So now he's on the verge of losing everything, he can't afford a lawyer and he's the target of an old-fashioned New England witch-hunt. The press is smearing him and spewing lies; his reputation is destroyed and former "friends" are afraid to be seen with him. The 4-H kids he used to help have turned on him (and in some cases are getting his horses). The place where he buys hay did step up and say he's one of their 2 best customers -- he was buying 2 round bales/week (that's 1,000 pounds of hay/week -- enough to feed 20-30 horses easily). He was arrested and charged with multiple counts of felony cruelty to animals and multiple counts of misdeameanor cruelty to animals. With his truck broken he can't do a lot of work, and without work he can't get the money to fix his truck. He's waiting for a long-term client, who just returned from a trip, and going to ask her if she can pay him in advance.

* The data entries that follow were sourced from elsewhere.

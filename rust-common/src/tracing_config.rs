//! Tracing subscriber setup.
//!
//! Standard output of the tooling is reserved for machine-consumed data
//! (shell assignments, child process output), so every log line goes to
//! stderr.

use tracing_subscriber::{EnvFilter, layer::SubscriberExt, util::SubscriberInitExt};

/// Tracing configuration.
#[derive(Debug, Clone)]
pub struct TracingConfig {
    /// Log level filter, overridden by `RUST_LOG` when set
    pub log_level: String,
    /// Whether to output JSON format
    pub json_output: bool,
    /// Whether to include the event target in each line
    pub with_target: bool,
}

impl Default for TracingConfig {
    fn default() -> Self {
        Self {
            log_level: "warn".to_string(),
            json_output: false,
            with_target: false,
        }
    }
}

impl TracingConfig {
    /// Create config with custom log level.
    #[must_use]
    pub fn with_log_level(mut self, level: impl Into<String>) -> Self {
        self.log_level = level.into();
        self
    }

    /// Enable JSON output.
    #[must_use]
    pub const fn with_json_output(mut self) -> Self {
        self.json_output = true;
        self
    }

    /// Include event targets.
    #[must_use]
    pub const fn with_target(mut self) -> Self {
        self.with_target = true;
        self
    }
}

/// Initialize tracing with the given configuration.
///
/// Sets up the global tracing subscriber writing to stderr. Should be called
/// once at startup; later calls are ignored.
pub fn init_tracing(config: &TracingConfig) {
    let filter = EnvFilter::try_from_default_env()
        .unwrap_or_else(|_| EnvFilter::new(&config.log_level));

    let result = if config.json_output {
        tracing_subscriber::registry()
            .with(filter)
            .with(
                tracing_subscriber::fmt::layer()
                    .json()
                    .with_target(config.with_target)
                    .with_writer(std::io::stderr),
            )
            .try_init()
    } else {
        tracing_subscriber::registry()
            .with(filter)
            .with(
                tracing_subscriber::fmt::layer()
                    .with_target(config.with_target)
                    .with_writer(std::io::stderr),
            )
            .try_init()
    };

    if result.is_err() {
        tracing::debug!("Tracing subscriber already installed");
    }
}

#[cfg(test)]
mod tests {
    use super::*;

    #[test]
    fn test_default_config() {
        let config = TracingConfig::default();
        assert_eq!(config.log_level, "warn");
        assert!(!config.json_output);
        assert!(!config.with_target);
    }

    #[test]
    fn test_config_builder() {
        let config = TracingConfig::default()
            .with_log_level("debug")
            .with_json_output()
            .with_target();

        assert_eq!(config.log_level, "debug");
        assert!(config.json_output);
        assert!(config.with_target);
    }

    #[test]
    fn test_init_twice_does_not_panic() {
        let config = TracingConfig::default();
        init_tracing(&config);
        init_tracing(&config);
    }
}
//! Launching a process with a secret merged into its environment.

use crate::{
    error::{VaultError, VaultResult},
    output::validate_keys,
    secrets::SecretDocument,
};
use secrecy::ExposeSecret;
use std::process::ExitStatus;
use tokio::process::Command;
use tracing::{info, instrument};

/// Run `command` with the secret's entries added to the inherited environment.
///
/// The secret's entries override inherited variables of the same name.
///
/// # Errors
///
/// Returns [`VaultError::InvalidKey`] before spawning if a key is invalid and
/// [`VaultError::Launch`] if the command is empty or cannot be started.
#[instrument(skip(doc), fields(keys = doc.len()))]
pub async fn launch(doc: &SecretDocument, command: &[String]) -> VaultResult<ExitStatus> {
    validate_keys(doc)?;

    let (program, args) = command
        .split_first()
        .ok_or_else(|| VaultError::Launch("no command given".to_string()))?;

    let mut child = Command::new(program);
    child.args(args);
    for (key, value) in doc.iter() {
        child.env(key, value.expose_secret());
    }

    info!(program = %program, "Launching process with Vault environment");
    child
        .status()
        .await
        .map_err(|e| VaultError::Launch(format!("{program}: {e}")))
}

/// Map a child's exit status onto this process's exit code.
///
/// Termination by signal maps to 1.
#[must_use]
pub fn exit_code(status: ExitStatus) -> u8 {
    status
        .code()
        .map_or(1, |code| u8::try_from(code & 0xff).unwrap_or(1))
}

#[cfg(all(test, unix))]
mod tests {
    use super::*;

    fn cmd(args: &[&str]) -> Vec<String> {
        args.iter().map(ToString::to_string).collect()
    }

    #[tokio::test]
    async fn test_child_sees_secret() {
        let doc: SecretDocument = [("VAULT_ENV_TEST_KEY", "s3cret")].into_iter().collect();
        let status = launch(
            &doc,
            &cmd(&["sh", "-c", r#"test "$VAULT_ENV_TEST_KEY" = s3cret"#]),
        )
        .await
        .unwrap();

        assert!(status.success());
    }

    #[tokio::test]
    async fn test_exit_code_forwarded() {
        let status = launch(&SecretDocument::new(), &cmd(&["sh", "-c", "exit 3"]))
            .await
            .unwrap();
        assert_eq!(exit_code(status), 3);
    }

    #[tokio::test]
    async fn test_empty_command_rejected() {
        let result = launch(&SecretDocument::new(), &[]).await;
        assert!(matches!(result, Err(VaultError::Launch(_))));
    }

    #[tokio::test]
    async fn test_invalid_key_prevents_spawn() {
        let doc: SecretDocument = [("bad-key", "x")].into_iter().collect();
        let result = launch(&doc, &cmd(&["sh", "-c", "exit 0"])).await;
        assert!(matches!(result, Err(VaultError::InvalidKey(_))));
    }

    #[tokio::test]
    async fn test_missing_program_is_launch_error() {
        let result = launch(
            &SecretDocument::new(),
            &cmd(&["/nonexistent/vault-env-test-binary"]),
        )
        .await;
        assert!(matches!(result, Err(VaultError::Launch(_))));
    }
}
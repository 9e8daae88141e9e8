//! Shared plumbing for the vault-env tooling.
//!
//! This crate provides centralized implementations for:
//! - HTTP client configuration and building
//! - Retry policies with linear backoff over tagged attempt results
//! - Tracing subscriber setup writing to stderr

#![forbid(unsafe_code)]
#![warn(missing_docs)]

pub mod http;
pub mod retry;
pub mod tracing_config;

pub use http::{HttpConfig, build_http_client};
pub use retry::{Attempt, RetryConfig, RetryError, RetryPolicy};
pub use tracing_config::{TracingConfig, init_tracing};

So please, any support you can send to Don he needs. What he's going through is my worst nightmare -- I've come so close to living this, and I witnessed in Massachusets when animal control *stole* somebody's perfectly well cared for show horses (worth $250K) while that woman was attending her husband's *funeral* and instead of taking them to the state facility *hid* them at private "volunteer" homes, wouldn't allow *her* vet to examine them (there was nothing wrong with them)!
I told him that's why I keep to myself and don't let anybody on my property. That's why I'm changing my vet care around so much...the horse vets up here are a complete nightmare. That's why I plan to keep my dog vet care separate from the horses from now on -- that way nobody comes inside my house, ever. We've had 2horse vets in a row commit suicide -- one shortly before I moved here and one a couple years later.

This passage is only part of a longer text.